* [Activity]
Here are some records. Repeat them all exactly.

* [Supplied records]
┄┄┄┄┄┄┄┄┄┄┄┄┄┄┄┄┄┄┄┄

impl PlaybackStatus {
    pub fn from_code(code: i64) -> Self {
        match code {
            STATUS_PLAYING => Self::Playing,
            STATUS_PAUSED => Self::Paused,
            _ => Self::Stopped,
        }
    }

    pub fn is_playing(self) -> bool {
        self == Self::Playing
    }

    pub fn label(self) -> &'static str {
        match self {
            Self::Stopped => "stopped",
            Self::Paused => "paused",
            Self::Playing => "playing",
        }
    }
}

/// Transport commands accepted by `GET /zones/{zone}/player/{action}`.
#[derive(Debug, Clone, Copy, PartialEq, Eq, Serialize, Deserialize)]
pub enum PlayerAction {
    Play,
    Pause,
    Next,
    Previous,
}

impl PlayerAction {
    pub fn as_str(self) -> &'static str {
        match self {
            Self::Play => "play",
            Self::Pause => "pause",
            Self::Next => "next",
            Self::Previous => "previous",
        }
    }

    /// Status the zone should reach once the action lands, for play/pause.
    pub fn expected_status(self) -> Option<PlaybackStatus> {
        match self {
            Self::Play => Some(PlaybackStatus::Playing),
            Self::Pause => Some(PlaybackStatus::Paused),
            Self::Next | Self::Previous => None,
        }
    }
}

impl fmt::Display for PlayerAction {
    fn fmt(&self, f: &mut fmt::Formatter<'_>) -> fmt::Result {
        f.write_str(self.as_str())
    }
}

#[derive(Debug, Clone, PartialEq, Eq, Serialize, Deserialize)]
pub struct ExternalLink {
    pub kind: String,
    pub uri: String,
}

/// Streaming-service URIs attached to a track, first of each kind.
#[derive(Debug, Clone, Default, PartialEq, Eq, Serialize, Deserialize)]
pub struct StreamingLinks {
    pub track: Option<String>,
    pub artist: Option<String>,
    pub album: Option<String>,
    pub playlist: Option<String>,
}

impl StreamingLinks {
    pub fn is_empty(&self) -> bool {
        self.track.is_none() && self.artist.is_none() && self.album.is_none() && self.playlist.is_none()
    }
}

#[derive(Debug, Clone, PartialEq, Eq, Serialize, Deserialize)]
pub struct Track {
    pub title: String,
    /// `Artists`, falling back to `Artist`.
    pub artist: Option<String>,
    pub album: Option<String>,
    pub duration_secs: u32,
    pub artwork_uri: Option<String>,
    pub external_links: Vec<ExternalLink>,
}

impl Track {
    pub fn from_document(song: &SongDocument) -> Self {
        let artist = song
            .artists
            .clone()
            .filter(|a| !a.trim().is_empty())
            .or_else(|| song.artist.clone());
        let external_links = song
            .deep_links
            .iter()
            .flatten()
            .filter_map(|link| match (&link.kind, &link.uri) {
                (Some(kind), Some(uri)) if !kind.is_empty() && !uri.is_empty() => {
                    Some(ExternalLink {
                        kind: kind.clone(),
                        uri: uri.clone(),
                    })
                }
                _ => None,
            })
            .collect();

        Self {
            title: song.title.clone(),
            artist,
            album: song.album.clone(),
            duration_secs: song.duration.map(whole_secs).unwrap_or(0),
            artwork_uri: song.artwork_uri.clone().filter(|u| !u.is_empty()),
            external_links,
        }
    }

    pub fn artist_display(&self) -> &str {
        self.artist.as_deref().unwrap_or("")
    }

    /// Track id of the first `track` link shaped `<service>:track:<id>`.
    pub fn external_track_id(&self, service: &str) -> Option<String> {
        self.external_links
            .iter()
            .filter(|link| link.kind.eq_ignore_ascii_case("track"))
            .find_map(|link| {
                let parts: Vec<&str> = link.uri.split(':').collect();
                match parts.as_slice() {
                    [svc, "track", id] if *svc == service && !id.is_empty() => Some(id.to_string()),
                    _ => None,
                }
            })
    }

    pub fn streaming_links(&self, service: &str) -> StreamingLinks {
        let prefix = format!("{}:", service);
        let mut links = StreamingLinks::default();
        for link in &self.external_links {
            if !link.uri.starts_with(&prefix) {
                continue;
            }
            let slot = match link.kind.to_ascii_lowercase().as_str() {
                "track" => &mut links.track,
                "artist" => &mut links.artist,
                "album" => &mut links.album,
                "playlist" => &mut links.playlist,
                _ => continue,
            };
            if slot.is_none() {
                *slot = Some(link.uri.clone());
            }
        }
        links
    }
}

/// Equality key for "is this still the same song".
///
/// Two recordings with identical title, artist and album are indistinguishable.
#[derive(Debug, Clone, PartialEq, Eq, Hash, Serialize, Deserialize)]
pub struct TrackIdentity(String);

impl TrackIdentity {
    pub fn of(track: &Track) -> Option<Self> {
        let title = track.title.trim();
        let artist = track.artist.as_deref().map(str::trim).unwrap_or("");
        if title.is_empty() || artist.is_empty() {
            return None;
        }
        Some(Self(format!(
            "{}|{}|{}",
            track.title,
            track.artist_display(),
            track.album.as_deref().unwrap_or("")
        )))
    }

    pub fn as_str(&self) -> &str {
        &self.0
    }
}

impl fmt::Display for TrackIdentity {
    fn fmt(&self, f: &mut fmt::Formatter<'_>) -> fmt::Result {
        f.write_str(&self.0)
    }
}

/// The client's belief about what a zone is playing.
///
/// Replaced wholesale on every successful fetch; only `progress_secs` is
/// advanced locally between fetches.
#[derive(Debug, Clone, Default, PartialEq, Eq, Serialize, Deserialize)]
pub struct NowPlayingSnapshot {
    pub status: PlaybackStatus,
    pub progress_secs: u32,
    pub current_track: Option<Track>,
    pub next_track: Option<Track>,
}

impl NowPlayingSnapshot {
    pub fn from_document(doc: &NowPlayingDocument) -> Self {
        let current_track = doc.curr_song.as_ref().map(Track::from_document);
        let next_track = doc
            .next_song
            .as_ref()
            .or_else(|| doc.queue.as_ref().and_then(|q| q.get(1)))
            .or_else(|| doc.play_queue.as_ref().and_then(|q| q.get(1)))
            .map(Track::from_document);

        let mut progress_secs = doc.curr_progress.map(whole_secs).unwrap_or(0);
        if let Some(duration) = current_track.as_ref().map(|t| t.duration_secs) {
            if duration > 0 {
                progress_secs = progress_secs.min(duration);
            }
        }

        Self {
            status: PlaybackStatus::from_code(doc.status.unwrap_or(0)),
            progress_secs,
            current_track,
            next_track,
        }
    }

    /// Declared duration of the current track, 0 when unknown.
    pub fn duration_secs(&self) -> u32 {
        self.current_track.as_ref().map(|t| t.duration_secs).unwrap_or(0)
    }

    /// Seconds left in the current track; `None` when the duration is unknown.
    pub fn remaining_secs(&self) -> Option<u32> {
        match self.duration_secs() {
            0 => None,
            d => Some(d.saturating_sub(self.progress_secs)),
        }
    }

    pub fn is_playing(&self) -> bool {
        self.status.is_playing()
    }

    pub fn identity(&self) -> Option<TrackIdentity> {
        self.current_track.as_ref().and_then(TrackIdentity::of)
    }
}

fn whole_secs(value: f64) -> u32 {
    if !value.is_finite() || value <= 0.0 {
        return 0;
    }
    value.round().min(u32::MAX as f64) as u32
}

┄┄┄┄┄┄┄┄┄┄┄┄┄┄┄┄┄┄┄┄

* [Finished task]
impl PlaybackStatus {
    pub fn from_code(code: i64) -> Self {
        match code {
            STATUS_PLAYING => Self::Playing,
            STATUS_PAUSED => Self::Paused,
            _ => Self::Stopped,
        }
    }

    pub fn is_playing(self) -> bool {
        self == Self::Playing
    }

    pub fn label(self) -> &'static str {
        match self {
            Self::Stopped => "stopped",
            Self::Paused => "paused",
            Self::Playing => "playing",
        }
    }
}

/// Transport commands accepted by `GET /zones/{zone}/player/{action}`.
#[derive(Debug, Clone, Copy, PartialEq, Eq, Serialize, Deserialize)]
pub enum PlayerAction {
    Play,
    Pause,
    Next,
    Previous,
}

impl PlayerAction {
    pub fn as_str(self) -> &'static str {
        match self {
            Self::Play => "play",
            Self::Pause => "pause",
            Self::Next => "next",
            Self::Previous => "previous",
        }
    }

    /// Status the zone should reach once the action lands, for play/pause.
    pub fn expected_status(self) -> Option<PlaybackStatus> {
        match self {
            Self::Play => Some(PlaybackStatus::Playing),
            Self::Pause => Some(PlaybackStatus::Paused),
            Self::Next | Self::Previous => None,
        }
    }
}

impl fmt::Display for PlayerAction {
    fn fmt(&self, f: &mut fmt::Formatter<'_>) -> fmt::Result {
        f.write_str(self.as_str())
    }
}

#[derive(Debug, Clone, PartialEq, Eq, Serialize, Deserialize)]
pub struct ExternalLink {
    pub kind: String,
    pub uri: String,
}

/// Streaming-service URIs attached to a track, first of each kind.
#[derive(Debug, Clone, Default, PartialEq, Eq, Serialize, Deserialize)]
pub struct StreamingLinks {
    pub track: Option<String>,
    pub artist: Option<String>,
    pub album: Option<String>,
    pub playlist: Option<String>,
}

impl StreamingLinks {
    pub fn is_empty(&self) -> bool {
        self.track.is_none() && self.artist.is_none() && self.album.is_none() && self.playlist.is_none()
    }
}

#[derive(Debug, Clone, PartialEq, Eq, Serialize, Deserialize)]
pub struct Track {
    pub title: String,
    /// `Artists`, falling back to `Artist`.
    pub artist: Option<String>,
    pub album: Option<String>,
    pub duration_secs: u32,
    pub artwork_uri: Option<String>,
    pub external_links: Vec<ExternalLink>,
}

impl Track {
    pub fn from_document(song: &SongDocument) -> Self {
        let artist = song
            .artists
            .clone()
            .filter(|a| !a.trim().is_empty())
            .or_else(|| song.artist.clone());
        let external_links = song
            .deep_links
            .iter()
            .flatten()
            .filter_map(|link| match (&link.kind, &link.uri) {
                (Some(kind), Some(uri)) if !kind.is_empty() && !uri.is_empty() => {
                    Some(ExternalLink {
                        kind: kind.clone(),
                        uri: uri.clone(),
                    })
                }
                _ => None,
            })
            .collect();

        Self {
            title: song.title.clone(),
            artist,
            album: song.album.clone(),
            duration_secs: song.duration.map(whole_secs).unwrap_or(0),
            artwork_uri: song.artwork_uri.clone().filter(|u| !u.is_empty()),
            external_links,
        }
    }

    pub fn artist_display(&self) -> &str {
        self.artist.as_deref().unwrap_or("")
    }

    /// Track id of the first `track` link shaped `<service>:track:<id>`.
    pub fn external_track_id(&self, service: &str) -> Option<String> {
        self.external_links
            .iter()
            .filter(|link| link.kind.eq_ignore_ascii_case("track"))
            .find_map(|link| {
                let parts: Vec<&str> = link.uri.split(':').collect();
                match parts.as_slice() {
                    [svc, "track", id] if *svc == service && !id.is_empty() => Some(id.to_string()),
                    _ => None,
                }
            })
    }

    pub fn streaming_links(&self, service: &str) -> StreamingLinks {
        let prefix = format!("{}:", service);
        let mut links = StreamingLinks::default();
        for link in &self.external_links {
            if !link.uri.starts_with(&prefix) {
                continue;
            }
            let slot = match link.kind.to_ascii_lowercase().as_str() {
                "track" => &mut links.track,
                "artist" => &mut links.artist,
                "album" => &mut links.album,
                "playlist" => &mut links.playlist,
                _ => continue,
            };
            if slot.is_none() {
                *slot = Some(link.uri.clone());
            }
        }
        links
    }
}

/// Equality key for "is this still the same song".
///
/// Two recordings with identical title, artist and album are indistinguishable.
#[derive(Debug, Clone, PartialEq, Eq, Hash, Serialize, Deserialize)]
pub struct TrackIdentity(String);

impl TrackIdentity {
    pub fn of(track: &Track) -> Option<Self> {
        let title = track.title.trim();
        let artist = track.artist.as_deref().map(str::trim).unwrap_or("");
        if title.is_empty() || artist.is_empty() {
            return None;
        }
        Some(Self(format!(
            "{}|{}|{}",
            track.title,
            track.artist_display(),
            track.album.as_deref().unwrap_or("")
        )))
    }

    pub fn as_str(&self) -> &str {
        &self.0
    }
}

impl fmt::Display for TrackIdentity {
    fn fmt(&self, f: &mut fmt::Formatter<'_>) -> fmt::Result {
        f.write_str(&self.0)
    }
}

/// The client's belief about what a zone is playing.
///
/// Replaced wholesale on every successful fetch; only `progress_secs` is
/// advanced locally between fetches.
#[derive(Debug, Clone, Default, PartialEq, Eq, Serialize, Deserialize)]
pub struct NowPlayingSnapshot {
    pub status: PlaybackStatus,
    pub progress_secs: u32,
    pub current_track: Option<Track>,
    pub next_track: Option<Track>,
}

impl NowPlayingSnapshot {
    pub fn from_document(doc: &NowPlayingDocument) -> Self {
        let current_track = doc.curr_song.as_ref().map(Track::from_document);
        let next_track = doc
            .next_song
            .as_ref()
            .or_else(|| doc.queue.as_ref().and_then(|q| q.get(1)))
            .or_else(|| doc.play_queue.as_ref().and_then(|q| q.get(1)))
            .map(Track::from_document);

        let mut progress_secs = doc.curr_progress.map(whole_secs).unwrap_or(0);
        if let Some(duration) = current_track.as_ref().map(|t| t.duration_secs) {
            if duration > 0 {
                progress_secs = progress_secs.min(duration);
            }
        }

        Self {
            status: PlaybackStatus::from_code(doc.status.unwrap_or(0)),
            progress_secs,
            current_track,
            next_track,
        }
    }

    /// Declared duration of the current track, 0 when unknown.
    pub fn duration_secs(&self) -> u32 {
        self.current_track.as_ref().map(|t| t.duration_secs).unwrap_or(0)
    }

    /// Seconds left in the current track; `None` when the duration is unknown.
    pub fn remaining_secs(&self) -> Option<u32> {
        match self.duration_secs() {
            0 => None,
            d => Some(d.saturating_sub(self.progress_secs)),
        }
    }

    pub fn is_playing(&self) -> bool {
        self.status.is_playing()
    }

    pub fn identity(&self) -> Option<TrackIdentity> {
        self.current_track.as_ref().and_then(TrackIdentity::of)
    }
}

fn whole_secs(value: f64) -> u32 {
    if !value.is_finite() || value <= 0.0 {
        return 0;
    }
    value.round().min(u32::MAX as f64) as u32
}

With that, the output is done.